25.06.2026 Digitales und Staatsmodernisierung — Antrag — hib 523/2026

AfD will Umsetzung des EUDI-Wallet-Projekts einstellen

Berlin: (hib/LBR) Die AfD-Fraktion fordert die Bundesregierung in einem Antrag (21/6650(Dokument, öffnet ein neues Fenster)) auf, sich auf EU-Ebene für die Aufhebung der Artikel 5a-f, die Europäische Brieftasche für die digitale Identität (EUDI-Wallet), in der eIDAS-Verordnung einzusetzen. Über den Antrag berät der Bundestag am Donnerstagabend erstmals.

Weiter fordern die Abgeordneten darin, die Umsetzung des nationalen EUDI-Wallet-Projekts einzustellen und stattdessen „unverzüglich mit der Entwicklung einer nationalen Wallet, ausschließlich zur Optimierung von und für den freiwilligen Gebrauch bei behördlichen Vorgängen“ zu beginnen.

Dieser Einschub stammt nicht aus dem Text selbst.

//! # Core Module
//!
//! Shared resource containers used throughout the voxel engine.
//!
//! ## Key Components
//! - `StResource`: Single-threaded reference-counted resource with interior mutability.
//!   The world uses it for chunk handles so a chunk can be shared with callers while
//!   the world keeps ownership of the chunk map.
//!
//! ## Usage
//! ```rust
//! use voxel_terrain::core::StResource;
//!
//! let counter = StResource::new(0);
//! *counter.get_mut() += 1;
//! assert_eq!(*counter.get(), 1);
//! ```

pub mod st_resource;

pub use st_resource::StResource;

Gleichzeitig solle die Bundesregierung analoge Alternativen zu digitalen Dokumenten bewahren und deren vollumfängliche, gleichberechtigte Anerkennung jederzeit gewährleisten, schreibt die Fraktion weiter. In der Begründung führen die Abgeordneten aus, dass die EUDI-Wallet der Grundstein für „weitreichende negative Entwicklungen“ sein könne. Eine nationale, auf Behördengänge begrenzte Wallet sowie die Bewahrung gleichberechtigter analoger Zugänge könnten diesen Risiken vorbeugen, heißt es darin weiter.